Prompt: Could you return each line of the material that has "BrowserClock" in it?

Material supplied:
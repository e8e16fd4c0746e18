//! # Form validation
//!
//! Pure checks run before any provider call. Each form validator looks at
//! every field in one pass and accumulates errors, so the user sees all the
//! problems with a submission at once.
//!
//! Email syntax is deliberately permissive: something without spaces or `@`,
//! an `@`, more of the same, a dot, and a non-empty tail. It accepts plenty
//! of addresses RFC 5322 would reject (`a@b.c`, `a@b..c`). The provider does
//! the real check.

use std::collections::BTreeMap;
use std::fmt;
use std::sync::LazyLock;

use regex::Regex;
use store::{profile_is_complete, ProfileUpdate};

static EMAIL: LazyLock<Regex> = LazyLock::new(|| {
    Regex::new(r"^[^\s@]+@[^\s@]+\.[^\s@]+$").expect("email pattern is valid")
});

static PHONE: LazyLock<Regex> =
    LazyLock::new(|| Regex::new(r"^\+?[1-9]\d{0,15}$").expect("phone pattern is valid"));

pub const MIN_PASSWORD_LEN: usize = 6;

pub const EMAIL_REQUIRED: &str = "Email is required.";
pub const EMAIL_INVALID: &str = "Please enter a valid email address.";
pub const PASSWORD_REQUIRED: &str = "Password is required.";
pub const PASSWORD_TOO_SHORT: &str = "Password must be at least 6 characters long.";
pub const CONFIRM_REQUIRED: &str = "Please confirm your password.";
pub const PASSWORDS_DIFFER: &str = "Passwords do not match.";
pub const PHONE_INVALID: &str = "Please enter a valid phone number.";
pub const TERMS_REQUIRED: &str = "Please agree to the Terms of Service and Privacy Policy.";
pub const CONTACT_INCOMPLETE: &str = "Please fill in all required fields correctly.";

pub fn is_valid_email(email: &str) -> bool {
    EMAIL.is_match(email)
}

/// Phone numbers are checked with whitespace removed.
pub fn is_valid_phone(phone: &str) -> bool {
    let compact: String = phone.chars().filter(|c| !c.is_whitespace()).collect();
    PHONE.is_match(&compact)
}

#[derive(Clone, Copy, Debug, PartialEq, Eq, PartialOrd, Ord, Hash)]
pub enum Field {
    FirstName,
    LastName,
    Email,
    Password,
    ConfirmPassword,
    Name,
    Phone,
    Service,
    Message,
}

impl Field {
    /// Form input name.
    pub fn name(&self) -> &'static str {
        match self {
            Self::FirstName => "firstName",
            Self::LastName => "lastName",
            Self::Email => "email",
            Self::Password => "password",
            Self::ConfirmPassword => "confirmPassword",
            Self::Name => "name",
            Self::Phone => "phone",
            Self::Service => "service",
            Self::Message => "message",
        }
    }

    pub fn label(&self) -> &'static str {
        match self {
            Self::FirstName => "First name",
            Self::LastName => "Last name",
            Self::Email => "Email",
            Self::Password => "Password",
            Self::ConfirmPassword => "Confirm password",
            Self::Name => "Name",
            Self::Phone => "Phone",
            Self::Service => "Service",
            Self::Message => "Message",
        }
    }

    fn required_message(&self) -> String {
        format!("{} is required.", self.label())
    }
}

impl fmt::Display for Field {
    fn fmt(&self, f: &mut fmt::Formatter<'_>) -> fmt::Result {
        f.write_str(self.name())
    }
}

/// Outcome of validating one form submission.
#[derive(Clone, Debug, Default, PartialEq)]
pub struct ValidationReport {
    pub field_errors: BTreeMap<Field, String>,
    /// A form-level message with no field of its own (the terms checkbox).
    pub notice: Option<String>,
}

impl ValidationReport {
    pub fn is_valid(&self) -> bool {
        self.field_errors.is_empty() && self.notice.is_none()
    }

    pub fn error(&self, field: Field) -> Option<&str> {
        self.field_errors.get(&field).map(String::as_str)
    }

    fn reject(&mut self, field: Field, message: impl Into<String>) {
        self.field_errors.entry(field).or_insert_with(|| message.into());
    }

    fn require(&mut self, field: Field, value: &str, message: &str) -> bool {
        if value.trim().is_empty() {
            self.reject(field, message);
            false
        } else {
            true
        }
    }

    fn check_email(&mut self, email: &str) {
        if self.require(Field::Email, email, EMAIL_REQUIRED) && !is_valid_email(email.trim()) {
            self.reject(Field::Email, EMAIL_INVALID);
        }
    }
}

impl fmt::Display for ValidationReport {
    fn fmt(&self, f: &mut fmt::Formatter<'_>) -> fmt::Result {
        let mut parts: Vec<&str> = self.field_errors.values().map(String::as_str).collect();
        if let Some(notice) = &self.notice {
            parts.push(notice);
        }
        f.write_str(&parts.join(" "))
    }
}

#[derive(Clone, Debug, Default, PartialEq)]
pub struct Credentials {
    pub email: String,
    pub password: String,
    pub remember_session: bool,
}

#[derive(Clone, Debug, Default, PartialEq)]
pub struct SignupInput {
    pub first_name: String,
    pub last_name: String,
    pub email: String,
    pub password: String,
    pub confirm_password: String,
    pub agree_to_terms: bool,
}

#[derive(Clone, Debug, Default, PartialEq)]
pub struct PasswordResetInput {
    pub email: String,
}

#[derive(Clone, Debug, Default, PartialEq)]
pub struct ContactInput {
    pub name: String,
    pub email: String,
    pub phone: String,
    pub service: String,
    pub message: String,
}

/// The editable part of a user's profile, as typed into the form.
#[derive(Clone, Debug, Default, PartialEq)]
pub struct ProfileInput {
    pub first_name: String,
    pub last_name: String,
    pub email: String,
    pub phone: String,
    pub company: String,
    pub designation: String,
    pub location: String,
}

impl ProfileInput {
    /// The store update for this input, with completeness recomputed.
    pub fn to_update(&self) -> ProfileUpdate {
        let first_name = self.first_name.trim().to_string();
        let last_name = self.last_name.trim().to_string();
        let profile_complete = profile_is_complete(
            [&self.first_name, &self.last_name, &self.email].map(String::as_str),
            [&self.phone, &self.company, &self.designation].map(String::as_str),
        );

        ProfileUpdate {
            display_name: Some(format!("{first_name} {last_name}").trim().to_string()),
            first_name: Some(first_name),
            last_name: Some(last_name),
            email: Some(self.email.trim().to_string()),
            phone: Some(self.phone.trim().to_string()),
            company: Some(self.company.trim().to_string()),
            designation: Some(self.designation.trim().to_string()),
            location: Some(self.location.trim().to_string()),
            social_links: None,
            profile_complete: Some(profile_complete),
        }
    }
}

/// Password length is not checked at login; that rule belongs to signup.
pub fn validate_login(input: &Credentials) -> ValidationReport {
    let mut report = ValidationReport::default();
    report.check_email(&input.email);
    if input.password.is_empty() {
        report.reject(Field::Password, PASSWORD_REQUIRED);
    }
    report
}

pub fn validate_signup(input: &SignupInput) -> ValidationReport {
    let mut report = ValidationReport::default();
    report.require(
        Field::FirstName,
        &input.first_name,
        &Field::FirstName.required_message(),
    );
    report.require(
        Field::LastName,
        &input.last_name,
        &Field::LastName.required_message(),
    );
    report.check_email(&input.email);

    if input.password.is_empty() {
        report.reject(Field::Password, PASSWORD_REQUIRED);
    } else if input.password.chars().count() < MIN_PASSWORD_LEN {
        report.reject(Field::Password, PASSWORD_TOO_SHORT);
    }

    if input.confirm_password.is_empty() {
        report.reject(Field::ConfirmPassword, CONFIRM_REQUIRED);
    } else if input.confirm_password != input.password {
        report.reject(Field::ConfirmPassword, PASSWORDS_DIFFER);
    }

    if !input.agree_to_terms {
        report.notice = Some(TERMS_REQUIRED.to_string());
    }
    report
}

pub fn validate_reset(input: &PasswordResetInput) -> ValidationReport {
    let mut report = ValidationReport::default();
    report.check_email(&input.email);
    report
}

/// Phone is optional; everything else is required.
pub fn validate_contact(input: &ContactInput) -> ValidationReport {
    let mut report = ValidationReport::default();
    for (field, value) in [
        (Field::Name, &input.name),
        (Field::Service, &input.service),
        (Field::Message, &input.message),
    ] {
        report.require(field, value, &field.required_message());
    }
    report.check_email(&input.email);
    if !input.phone.trim().is_empty() && !is_valid_phone(&input.phone) {
        report.reject(Field::Phone, PHONE_INVALID);
    }
    if !report.is_valid() {
        report.notice = Some(CONTACT_INCOMPLETE.to_string());
    }
    report
}

pub fn validate_profile(input: &ProfileInput) -> ValidationReport {
    let mut report = ValidationReport::default();
    report.require(
        Field::FirstName,
        &input.first_name,
        &Field::FirstName.required_message(),
    );
    report.require(
        Field::LastName,
        &input.last_name,
        &Field::LastName.required_message(),
    );
    report.check_email(&input.email);
    if !input.phone.trim().is_empty() && !is_valid_phone(&input.phone) {
        report.reject(Field::Phone, PHONE_INVALID);
    }
    report
}

/// Per-input state shown next to a field while the user types.
#[derive(Clone, Debug, Default, PartialEq)]
pub enum FieldValidationState {
    #[default]
    Untouched,
    Valid,
    Invalid(String),
}

impl FieldValidationState {
    pub fn message(&self) -> Option<&str> {
        match self {
            Self::Invalid(message) => Some(message),
            _ => None,
        }
    }
}

/// Live (blur) validation of a single field. Never looks at sibling fields,
/// so password confirmation is only compared on submit.
pub fn validate_field(field: Field, value: &str, required: bool) -> FieldValidationState {
    if value.trim().is_empty() {
        return if required {
            FieldValidationState::Invalid(field.required_message())
        } else {
            FieldValidationState::Untouched
        };
    }

    let error = match field {
        Field::Email if !is_valid_email(value.trim()) => Some(EMAIL_INVALID),
        Field::Password | Field::ConfirmPassword
            if value.chars().count() < MIN_PASSWORD_LEN =>
        {
            Some(PASSWORD_TOO_SHORT)
        }
        Field::Phone if !is_valid_phone(value) => Some(PHONE_INVALID),
        _ => None,
    };

    match error {
        Some(message) => FieldValidationState::Invalid(message.to_string()),
        None => FieldValidationState::Valid,
    }
}
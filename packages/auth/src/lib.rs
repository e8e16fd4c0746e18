//! # Auth crate: the site's authentication workflows
//!
//! Form validation, the workflow controller that drives the identity
//! provider and data store, and the single-slot notification presenter.
//! Nothing here touches the DOM; the UI crate renders the state exposed by
//! [`AuthController`] and feeds timers back into it.
//!
//! | Module | Purpose |
//! |--------|---------|
//! | [`validation`] | Per-form validators, live field validation |
//! | [`controller`] | [`AuthController`] and the workflow phases |
//! | [`notification`] | [`NotificationPresenter`] |
//! | [`messages`] | User-facing text per workflow and provider error kind |
//! | [`timer`] | Cancellable one-shot timers |
//! | [`env`] | [`Clock`], [`Navigator`] and the injected [`AuthEnv`] |
//! | [`session`] | [`AuthState`] for the navigation bar |

pub mod controller;
pub mod env;
pub mod error;
pub mod messages;
pub mod notification;
pub mod session;
pub mod timer;
pub mod validation;

#[cfg(test)]
mod fakes;

pub use controller::{AuthController, Workflow, WorkflowOutcome, WorkflowPhase, WorkflowStatus};
pub use env::{AuthEnv, Clock, FlowSettings, Navigator};
pub use error::AuthError;
pub use notification::{Notification, NotificationKind, NotificationPresenter, NotificationState};
pub use session::AuthState;
pub use timer::{AuthForm, TimerAction, TimerKind, TimerTicket, Timers};
pub use validation::{
    validate_field, ContactInput, Credentials, Field, FieldValidationState, PasswordResetInput,
    ProfileInput, SignupInput, ValidationReport,
};
//! Browser implementations of the controller's [`Clock`] and [`Navigator`],
//! plus the Google sign-in redirect.

use std::rc::Rc;
use std::time::Duration;

use api::firebase::FirebaseAuth;
#[cfg(target_arch = "wasm32")]
use api::firebase::google;
use api::{ProviderError, ProviderErrorKind};
use async_trait::async_trait;
use auth::{AuthForm, Clock, Navigator};
use chrono::{DateTime, Utc};
use dioxus::prelude::*;

/// Wall clock plus a sleep that does not block the event loop.
pub struct BrowserClock;

#[async_trait(?Send)]
impl Clock for BrowserClock {
    fn now(&self) -> DateTime<Utc> {
        Utc::now()
    }

    async fn sleep(&self, duration: Duration) {
        #[cfg(target_arch = "wasm32")]
        gloo_timers::future::sleep(duration).await;
        #[cfg(not(target_arch = "wasm32"))]
        tokio::time::sleep(duration).await;
    }
}

/// Full page loads for redirects; form switches flip the active-form signal.
pub struct PageNavigator {
    pub active_form: Signal<AuthForm>,
}

impl Navigator for PageNavigator {
    fn redirect(&self, path: &str) {
        #[cfg(target_arch = "wasm32")]
        {
            if let Some(window) = web_sys::window() {
                if let Err(e) = window.location().set_href(path) {
                    tracing::error!("Failed to navigate to {}: {:?}", path, e);
                }
            }
        }
        #[cfg(not(target_arch = "wasm32"))]
        tracing::info!("Redirect to {} requested outside a browser", path);
    }

    fn switch_form(&self, form: AuthForm) {
        let mut active_form = self.active_form;
        active_form.set(form);
    }
}

/// Google sign-in by a full-page trip to Google's consent page and back to
/// the auth page.
#[cfg_attr(not(target_arch = "wasm32"), allow(dead_code))]
pub struct GoogleRedirect {
    firebase: Rc<FirebaseAuth>,
    client_id: String,
    auth_path: String,
}

impl GoogleRedirect {
    pub fn new(firebase: Rc<FirebaseAuth>, client_id: String, auth_path: String) -> Self {
        Self {
            firebase,
            client_id,
            auth_path,
        }
    }

    /// Leave for Google. Errors before the page is left are the caller's to report.
    pub fn start(&self) -> Result<(), ProviderError> {
        #[cfg(target_arch = "wasm32")]
        {
            let window = web_sys::window().ok_or_else(no_window)?;
            let origin = window.location().origin().map_err(|_| no_window())?;
            let redirect_uri = format!("{}{}", origin, self.auth_path);
            let state = google::new_nonce();
            let url = google::authorization_url(
                &self.client_id,
                &redirect_uri,
                &state,
                &google::new_nonce(),
            )?;
            if let Ok(Some(storage)) = window.session_storage() {
                let _ = storage.set_item(google::STATE_KEY, &state);
            }
            tracing::debug!("Leaving for Google sign-in");
            window.location().set_href(&url).map_err(|_| no_window())
        }
        #[cfg(not(target_arch = "wasm32"))]
        {
            Err(no_window())
        }
    }

    /// Hand the ID token Google left in the URL fragment to the provider.
    /// `Ok(true)` when there was one and a federated sign-in can run.
    pub fn take_credential(&self) -> Result<bool, ProviderError> {
        #[cfg(target_arch = "wasm32")]
        {
            let Some(window) = web_sys::window() else {
                return Ok(false);
            };
            let location = window.location();
            let fragment = location.hash().unwrap_or_default();
            let storage = window.session_storage().ok().flatten();
            let expected = storage
                .as_ref()
                .and_then(|storage| storage.get_item(google::STATE_KEY).ok().flatten());

            let credential = google::credential_from_fragment(&fragment, expected.as_deref());
            if !matches!(credential, Ok(None)) {
                if let Some(storage) = &storage {
                    let _ = storage.remove_item(google::STATE_KEY);
                }
                let _ = location.set_hash("");
            }
            match credential? {
                Some(token) => {
                    self.firebase.set_federated_credential(token);
                    Ok(true)
                }
                None => Ok(false),
            }
        }
        #[cfg(not(target_arch = "wasm32"))]
        {
            Ok(false)
        }
    }
}

fn no_window() -> ProviderError {
    ProviderError::new(
        ProviderErrorKind::PopupBlocked,
        "Google sign-in needs a browser window",
    )
}
use dioxus::prelude::*;

use ui::{AuthProvider, NotificationToast};
use views::{AuthPage, Home};

mod views;

#[derive(Debug, Clone, Routable, PartialEq)]
#[rustfmt::skip]
enum Route {
    #[route("/")]
    Home {},
    #[route("/auth")]
    AuthPage {},
}

const MAIN_CSS: Asset = asset!("/assets/main.css");

fn main() {
    dioxus::logger::initialize_default();
    tracing::info!("Starting site");
    dioxus::launch(App);
}

#[component]
fn App() -> Element {
    rsx! {
        // Global app resources
        document::Link { rel: "stylesheet", href: MAIN_CSS }

        AuthProvider {
            NotificationToast {}
            Router::<Route> {}
        }
    }
}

Output of the task:
pub struct BrowserClock;
impl Clock for BrowserClock {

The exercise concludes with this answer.